Version imprimable de cet article


Une consultation des élus CE a eu lieu fin juin, afin de faire évoluer la direction du DESIGN. L’objectif de la réorganisation sera « de se réinventer pour accroitre la créativité et renforcer l’esprit d’équipe ». Les élus SUD ont donc voté favorablement.

Mais au passage, un directeur ne sera pas de l’aventure. Mis en mobilité forcée, il devra aller chercher le bonheur ailleurs… au grand soulagement de ses équipes et des fournisseurs qu’il traumatisait.

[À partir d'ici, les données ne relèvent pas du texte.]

//! Basic numerical concepts used throughout the analysis

#![allow(missing_docs)]

// Floating-point precision is configured here
#[cfg(feature = "f32")]
pub type Float = f32;
#[cfg(feature = "f32")]
pub use std::f32 as floats;
#[cfg(not(feature = "f32"))]
pub type Float = f64;
#[cfg(not(feature = "f32"))]
pub use std::f64 as floats;
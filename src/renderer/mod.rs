//! Rendering module
//!
//! The game loop calls a [`Renderer`] once per iteration with a read-only
//! [`Frame`]. Renderers draw to an optional surface: while no surface is
//! attached (or after it fails) frames are silently skipped.

pub mod json;
pub mod text;

pub use json::JsonRenderer;
pub use text::{TextRenderer, draw_frame};

use crate::sim::Frame;

/// Render callback invoked from the loop thread
pub trait Renderer: Send {
    fn render(&mut self, frame: &Frame<'_>);
}

/// Renderer that draws nothing (headless sessions)
#[derive(Debug, Clone, Copy, Default)]
pub struct NullRenderer;

impl Renderer for NullRenderer {
    fn render(&mut self, _frame: &Frame<'_>) {}
}
//! Grid Chase entry point
//!
//! Loads settings, starts the game loop and feeds it commands read from
//! stdin. Frames go to stdout; prompts go to stderr.

use std::io::{self, BufRead};
use std::path::Path;
use std::process::ExitCode;
use std::time::{Duration, SystemTime, UNIX_EPOCH};

use grid_chase::renderer::{JsonRenderer, Renderer, TextRenderer};
use grid_chase::sim::{Difficulty, Direction, GameState, GridModel};
use grid_chase::{GameError, GameLoop, HighScoreStore, LoopParts, SessionObserver, Settings};

const USAGE: &str = "usage: grid-chase [easy|medium|hard|1|2|3] [--seed N] [--json]";

const CONTROLS: &str = "controls: w/a/s/d move, p pause, r resume, n restart, q quit";

/// Command-line overrides
#[derive(Debug, Default)]
struct Args {
    difficulty: Option<Difficulty>,
    seed: Option<u64>,
    json: bool,
}

fn parse_args(mut args: impl Iterator<Item = String>) -> Result<Args, GameError> {
    let mut parsed = Args::default();
    while let Some(arg) = args.next() {
        match arg.as_str() {
            "--json" => parsed.json = true,
            "--seed" => {
                let value = args
                    .next()
                    .ok_or_else(|| GameError::InvalidSettings("--seed needs a value".to_string()))?;
                let seed = value
                    .parse()
                    .map_err(|_| GameError::InvalidSettings(format!("bad seed {value:?}")))?;
                parsed.seed = Some(seed);
            }
            other => parsed.difficulty = Some(other.parse()?),
        }
    }
    Ok(parsed)
}

/// Prints end-of-session prompts
struct Prompt;

impl SessionObserver for Prompt {
    fn on_victory(&mut self, score: u32) {
        eprintln!("Victory! You escaped the prison with {score} points. Press n to restart or q to quit.");
    }

    fn on_defeat(&mut self, score: u32) {
        eprintln!("Game Over! You were caught by the police ({score} points). Press n to restart or q to quit.");
    }

    fn on_caught(&mut self, health: u8) {
        eprintln!("Caught! {health} hearts left, back to the start.");
    }
}

fn seed_from_clock() -> u64 {
    SystemTime::now()
        .duration_since(UNIX_EPOCH)
        .map(|d| d.as_nanos() as u64)
        .unwrap_or(0)
}

/// Settings from `dir`. Bad values abort the run; an unreadable file falls
/// back to defaults with a visible warning.
fn load_settings(dir: &Path) -> Result<Settings, GameError> {
    match Settings::load_from(dir) {
        Ok(settings) => Ok(settings),
        Err(
            e @ (GameError::InvalidDifficulty(_)
            | GameError::UnknownDifficulty(_)
            | GameError::InvalidSettings(_)),
        ) => Err(e),
        Err(e) => {
            log::warn!("Ignoring settings file: {}", e);
            eprintln!("warning: ignoring settings file ({e}), using defaults");
            Ok(Settings::default())
        }
    }
}

fn run() -> Result<(), GameError> {
    let args = parse_args(std::env::args().skip(1))?;

    let data_dir = Settings::data_dir();
    let mut settings = load_settings(&data_dir)?;
    if let Some(difficulty) = args.difficulty {
        settings.difficulty = difficulty;
    }
    if args.seed.is_some() {
        settings.seed = args.seed;
    }

    let seed = settings.seed.unwrap_or_else(seed_from_clock);
    let state = GameState::from_settings(GridModel::reference(), &settings, seed)?;

    let renderer: Box<dyn Renderer> = if args.json {
        Box::new(JsonRenderer::new(io::stdout()))
    } else {
        Box::new(TextRenderer::new(io::stdout()))
    };
    let parts = LoopParts {
        renderer,
        scores: Box::new(HighScoreStore::open(&data_dir)),
        observer: Box::new(Prompt),
    };

    let mut game = GameLoop::new(state, parts)
        .with_frame_interval(Duration::from_millis(settings.frame_interval_ms));
    game.resume()?;
    eprintln!("{CONTROLS}");

    let handle = game.handle();
    for line in io::stdin().lock().lines() {
        for key in line?.chars().filter(|c| !c.is_whitespace()) {
            match key.to_ascii_lowercase() {
                'q' => return game.pause(),
                'p' => game.pause()?,
                'r' => game.resume()?,
                'n' => game.restart()?,
                other => match Direction::from_key(other) {
                    Some(direction) => {
                        handle.move_direction(direction);
                    }
                    None => eprintln!("unknown command {other:?}; {CONTROLS}"),
                },
            }
        }
    }

    game.pause()
}

fn main() -> ExitCode {
    env_logger::init();
    log::info!("Grid Chase starting...");

    match run() {
        Ok(()) => ExitCode::SUCCESS,
        Err(e @ (GameError::InvalidDifficulty(_)
        | GameError::UnknownDifficulty(_)
        | GameError::InvalidSettings(_))) => {
            eprintln!("error: {e}");
            eprintln!("{USAGE}");
            ExitCode::from(2)
        }
        Err(e) => {
            eprintln!("error: {e}");
            ExitCode::FAILURE
        }
    }
}

#[cfg(test)]
mod tests {
    use super::*;

    fn args(list: &[&str]) -> Result<Args, GameError> {
        parse_args(list.iter().map(|s| s.to_string()))
    }

    #[test]
    fn test_parse_args() {
        let parsed = args(&["hard", "--seed", "42", "--json"]).unwrap();
        assert_eq!(parsed.difficulty, Some(Difficulty::Hard));
        assert_eq!(parsed.seed, Some(42));
        assert!(parsed.json);

        let parsed = args(&[]).unwrap();
        assert!(parsed.difficulty.is_none());
        assert!(!parsed.json);
    }

    #[test]
    fn test_parse_args_rejects_bad_input() {
        assert!(matches!(args(&["4"]), Err(GameError::InvalidDifficulty(4))));
        assert!(matches!(args(&["--seed"]), Err(GameError::InvalidSettings(_))));
        assert!(matches!(args(&["--seed", "x"]), Err(GameError::InvalidSettings(_))));
    }

    #[test]
    fn test_bad_settings_abort_but_garbage_falls_back() {
        let dir = std::env::temp_dir().join(format!("grid-chase-main-{}", std::process::id()));
        std::fs::create_dir_all(&dir).unwrap();

        std::fs::write(Settings::path_in(&dir), r#"{"difficulty":4}"#).unwrap();
        assert!(matches!(load_settings(&dir), Err(GameError::InvalidDifficulty(4))));

        std::fs::write(Settings::path_in(&dir), r#"{"move_reward":0}"#).unwrap();
        assert!(matches!(load_settings(&dir), Err(GameError::InvalidSettings(_))));

        std::fs::write(Settings::path_in(&dir), "{not json").unwrap();
        assert_eq!(load_settings(&dir).unwrap(), Settings::default());
        let _ = std::fs::remove_dir_all(&dir);
    }
}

A la DEA-TC, un cadre 3A ne devrait pas avoir cette seconde chance.

Il est mis sur la sellette par sa hiérarchie en 2017, et bien que certains de ses objectifs soient atteints, il écope d’un Plan de Progrès Individuel (PPI) à l’issue de son bilan de fin d’année !

Vendu toujours comme une vertueuse occasion de s’améliorer, ce cynique outil RH n’est pourtant rien d’autre qu’un châtiment constituant l’antichambre d’une sanction plus dure.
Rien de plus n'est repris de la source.